Problem to work on: Reproduce the following material exactly, including every line.

Dataset extract:
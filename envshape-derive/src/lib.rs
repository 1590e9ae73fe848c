//! Derive macro implementation for envshape

use proc_macro::TokenStream;
use quote::quote;
use std::collections::HashSet;
use syn::{parse_macro_input, Data, DeriveInput, Fields, Type};

mod attrs;

use attrs::{FieldAttrs, StructAttrs};

/// Extract inner type from Option<T>
fn extract_option_inner_type(ty: &Type) -> Option<&Type> {
    if let Type::Path(type_path) = ty {
        if let Some(seg) = type_path.path.segments.last() {
            if seg.ident != "Option" {
                return None;
            }
            if let syn::PathArguments::AngleBracketed(args) = &seg.arguments {
                if let Some(syn::GenericArgument::Type(inner)) = args.args.first() {
                    return Some(inner);
                }
            }
        }
    }
    None
}

/// `EnvShape` derive macro
///
/// Implements `envshape::EnvShape` and an inherent `from_env()` method.
/// Each field is a declared variable; its output key is computed here, at
/// compile time, from the prefix and `no_prefix` markers.
///
/// # Supported Attributes
///
/// **Struct-level**:
/// - `#[env(prefix = "NEXT_PUBLIC")]`: Read and report fields as `NEXT_PUBLIC_{NAME}`
/// - `#[env(empty_string_as_undefined)]`: Treat empty variables as absent
///
/// **Field-level**:
/// - `#[env(name = "CUSTOM_NAME")]`: Logical variable name
/// - `#[env(no_prefix)]`: Exempt this field from the prefix
/// - `#[env(validate = "expr")]`: Validator expression (default: `FromStr` of the field type)
/// - `#[env(default = "raw")]`: Raw value validated when the variable is absent
///
/// # Example
///
/// See the `envshape` crate documentation for usage examples.
#[proc_macro_derive(EnvShape, attributes(env))]
pub fn derive_envshape(input: TokenStream) -> TokenStream {
    let input = parse_macro_input!(input as DeriveInput);
    expand(&input)
        .unwrap_or_else(syn::Error::into_compile_error)
        .into()
}

fn expand(input: &DeriveInput) -> syn::Result<proc_macro2::TokenStream> {
    // Struct name
    let struct_name = &input.ident;

    let struct_attrs = StructAttrs::from_input(input)?;

    // Extract fields
    let fields = match &input.data {
        Data::Struct(data) => match &data.fields {
            Fields::Named(fields) => &fields.named,
            _ => {
                return Err(syn::Error::new_spanned(
                    input,
                    "EnvShape only supports structs with named fields",
                ));
            }
        },
        _ => {
            return Err(syn::Error::new_spanned(
                input,
                "EnvShape only supports structs",
            ));
        }
    };

    let mut names = HashSet::new();
    let mut keys = HashSet::new();
    let mut schema_vars = Vec::new();
    let mut disabled = Vec::new();
    let mut output_keys = Vec::new();
    let mut field_initializers = Vec::new();

    for field in fields {
        let Some(field_name) = field.ident.as_ref() else {
            return Err(syn::Error::new_spanned(field, "expected a named field"));
        };
        let field_type = &field.ty;
        let attrs = FieldAttrs::from_field(field)?;
        let option_inner = extract_option_inner_type(field_type);

        // Logical name: explicit or UPPER_SNAKE_CASE of the field name
        let name = attrs.name.clone().unwrap_or_else(|| {
            field_name
                .to_string()
                .trim_start_matches("r#")
                .to_uppercase()
        });
        if !names.insert(name.clone()) {
            return Err(syn::Error::new_spanned(
                field,
                format!("variable '{name}' is declared by more than one field"),
            ));
        }

        if option_inner.is_some() && attrs.default.is_some() {
            return Err(syn::Error::new_spanned(
                field,
                "Option<T> fields cannot have default attribute (they default to None automatically)",
            ));
        }

        // Output key, mirroring EnvOptions::output_key
        let output_key = match &struct_attrs.prefix {
            Some(prefix) if !prefix.is_empty() && !attrs.no_prefix => format!("{prefix}_{name}"),
            _ => name.clone(),
        };
        if !keys.insert(output_key.clone()) {
            return Err(syn::Error::new_spanned(
                field,
                format!("output key '{output_key}' is produced by more than one field"),
            ));
        }
        if attrs.no_prefix {
            disabled.push(name.clone());
        }

        // Validator expression
        let value_type = option_inner.unwrap_or(field_type);
        let mut validator = match &attrs.validate {
            Some(expr) => quote! { #expr },
            None => quote! { ::envshape::de::default_validator::<#value_type>() },
        };
        if let Some(default) = &attrs.default {
            validator = quote! {
                ::envshape::validate::ValidatorExt::default_raw(#validator, #default)
            };
        }
        if option_inner.is_some() {
            validator = quote! {
                ::envshape::validate::ValidatorExt::optional(#validator)
            };
        }
        schema_vars.push(quote! {
            let schema = schema.var(#name, #validator)?;
        });

        // Field extraction from the validated variables
        let extract = match option_inner {
            Some(inner) => quote! {
                ::envshape::de::extract_optional::<#inner>(vars, #output_key)?
            },
            None => quote! {
                ::envshape::de::extract_required::<#field_type>(vars, #output_key)?
            },
        };
        field_initializers.push(quote! {
            #field_name: #extract
        });

        output_keys.push(output_key);
    }

    let prefix = struct_attrs.prefix.unwrap_or_default();
    let empty_string_as_undefined = struct_attrs.empty_string_as_undefined;
    let disabled_len = disabled.len();

    Ok(quote! {
        impl ::envshape::EnvShape for #struct_name {
            fn schema() -> ::std::result::Result<::envshape::Schema, ::envshape::EnvError> {
                let schema = ::envshape::Schema::new();
                #(#schema_vars)*
                ::std::result::Result::Ok(schema)
            }

            fn options() -> ::envshape::EnvOptions {
                let disabled: [&str; #disabled_len] = [#(#disabled),*];
                ::envshape::EnvOptions::new()
                    .prefix(#prefix)
                    .disable_prefix(disabled)
                    .empty_string_as_undefined(#empty_string_as_undefined)
            }

            fn output_keys() -> &'static [&'static str] {
                &[#(#output_keys),*]
            }

            fn from_vars(
                vars: &::envshape::EnvVars,
            ) -> ::std::result::Result<Self, ::envshape::EnvError> {
                ::std::result::Result::Ok(Self {
                    #(#field_initializers),*
                })
            }
        }

        impl #struct_name {
            /// Load and validate configuration from environment variables
            ///
            /// # Errors
            ///
            /// - Declared variables are missing or fail validation
            /// - Validated values do not fit the field types
            pub fn from_env() -> ::envshape::anyhow::Result<Self> {
                ::std::result::Result::Ok(
                    <Self as ::envshape::EnvShape>::load_from(&::envshape::ProcessEnv)?,
                )
            }
        }
    })
}

#[cfg(test)]
mod tests {
    use super::*;
    use syn::parse_quote;

    #[test]
    fn test_expand_rejects_colliding_output_keys() {
        let input: DeriveInput = parse_quote! {
            #[env(prefix = "A")]
            struct Collide {
                b: String,
                #[env(no_prefix)]
                a_b: String,
            }
        };
        let err = expand(&input).unwrap_err();
        assert!(err.to_string().contains("output key 'A_B'"));
    }

    #[test]
    fn test_expand_rejects_duplicate_names() {
        let input: DeriveInput = parse_quote! {
            struct Twice {
                port: u16,
                #[env(name = "PORT")]
                other: u16,
            }
        };
        let err = expand(&input).unwrap_err();
        assert!(err.to_string().contains("'PORT'"));
    }

    #[test]
    fn test_expand_accepts_distinct_keys() {
        let input: DeriveInput = parse_quote! {
            #[env(prefix = "NEXT_PUBLIC")]
            struct Public {
                api_url: String,
                #[env(no_prefix)]
                api_key: String,
            }
        };
        let tokens = expand(&input).unwrap().to_string();
        assert!(tokens.contains("\"NEXT_PUBLIC_API_URL\""));
        assert!(tokens.contains("\"API_KEY\""));
    }
}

Task result:
filename envshape-derive/src/lib.rs
repository 1590e9ae73fe848c
//! Derive macro implementation for envshape

use proc_macro::TokenStream;
use quote::quote;
use std::collections::HashSet;
use syn::{parse_macro_input, Data, DeriveInput, Fields, Type};

mod attrs;

use attrs::{FieldAttrs, StructAttrs};

/// Extract inner type from Option<T>
fn extract_option_inner_type(ty: &Type) -> Option<&Type> {
    if let Type::Path(type_path) = ty {
        if let Some(seg) = type_path.path.segments.last() {
            if seg.ident != "Option" {
                return None;
            }
            if let syn::PathArguments::AngleBracketed(args) = &seg.arguments {
                if let Some(syn::GenericArgument::Type(inner)) = args.args.first() {
                    return Some(inner);
                }
            }
        }
    }
    None
}

/// `EnvShape` derive macro
///
/// Implements `envshape::EnvShape` and an inherent `from_env()` method.
/// Each field is a declared variable; its output key is computed here, at
/// compile time, from the prefix and `no_prefix` markers.
///
/// # Supported Attributes
///
/// **Struct-level**:
/// - `#[env(prefix = "NEXT_PUBLIC")]`: Read and report fields as `NEXT_PUBLIC_{NAME}`
/// - `#[env(empty_string_as_undefined)]`: Treat empty variables as absent
///
/// **Field-level**:
/// - `#[env(name = "CUSTOM_NAME")]`: Logical variable name
/// - `#[env(no_prefix)]`: Exempt this field from the prefix
/// - `#[env(validate = "expr")]`: Validator expression (default: `FromStr` of the field type)
/// - `#[env(default = "raw")]`: Raw value validated when the variable is absent
///
/// # Example
///
/// See the `envshape` crate documentation for usage examples.
#[proc_macro_derive(EnvShape, attributes(env))]
pub fn derive_envshape(input: TokenStream) -> TokenStream {
    let input = parse_macro_input!(input as DeriveInput);
    expand(&input)
        .unwrap_or_else(syn::Error::into_compile_error)
        .into()
}

fn expand(input: &DeriveInput) -> syn::Result<proc_macro2::TokenStream> {
    // Struct name
    let struct_name = &input.ident;

    let struct_attrs = StructAttrs::from_input(input)?;

    // Extract fields
    let fields = match &input.data {
        Data::Struct(data) => match &data.fields {
            Fields::Named(fields) => &fields.named,
            _ => {
                return Err(syn::Error::new_spanned(
                    input,
                    "EnvShape only supports structs with named fields",
                ));
            }
        },
        _ => {
            return Err(syn::Error::new_spanned(
                input,
                "EnvShape only supports structs",
            ));
        }
    };

    let mut names = HashSet::new();
    let mut keys = HashSet::new();
    let mut schema_vars = Vec::new();
    let mut disabled = Vec::new();
    let mut output_keys = Vec::new();
    let mut field_initializers = Vec::new();

    for field in fields {
        let Some(field_name) = field.ident.as_ref() else {
            return Err(syn::Error::new_spanned(field, "expected a named field"));
        };
        let field_type = &field.ty;
        let attrs = FieldAttrs::from_field(field)?;
        let option_inner = extract_option_inner_type(field_type);

        // Logical name: explicit or UPPER_SNAKE_CASE of the field name
        let name = attrs.name.clone().unwrap_or_else(|| {
            field_name
                .to_string()
                .trim_start_matches("r#")
                .to_uppercase()
        });
        if !names.insert(name.clone()) {
            return Err(syn::Error::new_spanned(
                field,
                format!("variable '{name}' is declared by more than one field"),
            ));
        }

        if option_inner.is_some() && attrs.default.is_some() {
            return Err(syn::Error::new_spanned(
                field,
                "Option<T> fields cannot have default attribute (they default to None automatically)",
            ));
        }

        // Output key, mirroring EnvOptions::output_key
        let output_key = match &struct_attrs.prefix {
            Some(prefix) if !prefix.is_empty() && !attrs.no_prefix => format!("{prefix}_{name}"),
            _ => name.clone(),
        };
        if !keys.insert(output_key.clone()) {
            return Err(syn::Error::new_spanned(
                field,
                format!("output key '{output_key}' is produced by more than one field"),
            ));
        }
        if attrs.no_prefix {
            disabled.push(name.clone());
        }

        // Validator expression
        let value_type = option_inner.unwrap_or(field_type);
        let mut validator = match &attrs.validate {
            Some(expr) => quote! { #expr },
            None => quote! { ::envshape::de::default_validator::<#value_type>() },
        };
        if let Some(default) = &attrs.default {
            validator = quote! {
                ::envshape::validate::ValidatorExt::default_raw(#validator, #default)
            };
        }
        if option_inner.is_some() {
            validator = quote! {
                ::envshape::validate::ValidatorExt::optional(#validator)
            };
        }
        schema_vars.push(quote! {
            let schema = schema.var(#name, #validator)?;
        });

        // Field extraction from the validated variables
        let extract = match option_inner {
            Some(inner) => quote! {
                ::envshape::de::extract_optional::<#inner>(vars, #output_key)?
            },
            None => quote! {
                ::envshape::de::extract_required::<#field_type>(vars, #output_key)?
            },
        };
        field_initializers.push(quote! {
            #field_name: #extract
        });

        output_keys.push(output_key);
    }

    let prefix = struct_attrs.prefix.unwrap_or_default();
    let empty_string_as_undefined = struct_attrs.empty_string_as_undefined;
    let disabled_len = disabled.len();

    Ok(quote! {
        impl ::envshape::EnvShape for #struct_name {
            fn schema() -> ::std::result::Result<::envshape::Schema, ::envshape::EnvError> {
                let schema = ::envshape::Schema::new();
                #(#schema_vars)*
                ::std::result::Result::Ok(schema)
            }

            fn options() -> ::envshape::EnvOptions {
                let disabled: [&str; #disabled_len] = [#(#disabled),*];
                ::envshape::EnvOptions::new()
                    .prefix(#prefix)
                    .disable_prefix(disabled)
                    .empty_string_as_undefined(#empty_string_as_undefined)
            }

            fn output_keys() -> &'static [&'static str] {
                &[#(#output_keys),*]
            }

            fn from_vars(
                vars: &::envshape::EnvVars,
            ) -> ::std::result::Result<Self, ::envshape::EnvError> {
                ::std::result::Result::Ok(Self {
                    #(#field_initializers),*
                })
            }
        }

        impl #struct_name {
            /// Load and validate configuration from environment variables
            ///
            /// # Errors
            ///
            /// - Declared variables are missing or fail validation
            /// - Validated values do not fit the field types
            pub fn from_env() -> ::envshape::anyhow::Result<Self> {
                ::std::result::Result::Ok(
                    <Self as ::envshape::EnvShape>::load_from(&::envshape::ProcessEnv)?,
                )
            }
        }
    })
}

#[cfg(test)]
mod tests {
    use super::*;
    use syn::parse_quote;

    #[test]
    fn test_expand_rejects_colliding_output_keys() {
        let input: DeriveInput = parse_quote! {
            #[env(prefix = "A")]
            struct Collide {
                b: String,
                #[env(no_prefix)]
                a_b: String,
            }
        };
        let err = expand(&input).unwrap_err();
        assert!(err.to_string().contains("output key 'A_B'"));
    }

    #[test]
    fn test_expand_rejects_duplicate_names() {
        let input: DeriveInput = parse_quote! {
            struct Twice {
                port: u16,
                #[env(name = "PORT")]
                other: u16,
            }
        };
        let err = expand(&input).unwrap_err();
        assert!(err.to_string().contains("'PORT'"));
    }

    #[test]
    fn test_expand_accepts_distinct_keys() {
        let input: DeriveInput = parse_quote! {
            #[env(prefix = "NEXT_PUBLIC")]
            struct Public {
                api_url: String,
                #[env(no_prefix)]
                api_key: String,
            }
        };
        let tokens = expand(&input).unwrap().to_string();
        assert!(tokens.contains("\"NEXT_PUBLIC_API_URL\""));
        assert!(tokens.contains("\"API_KEY\""));
    }
}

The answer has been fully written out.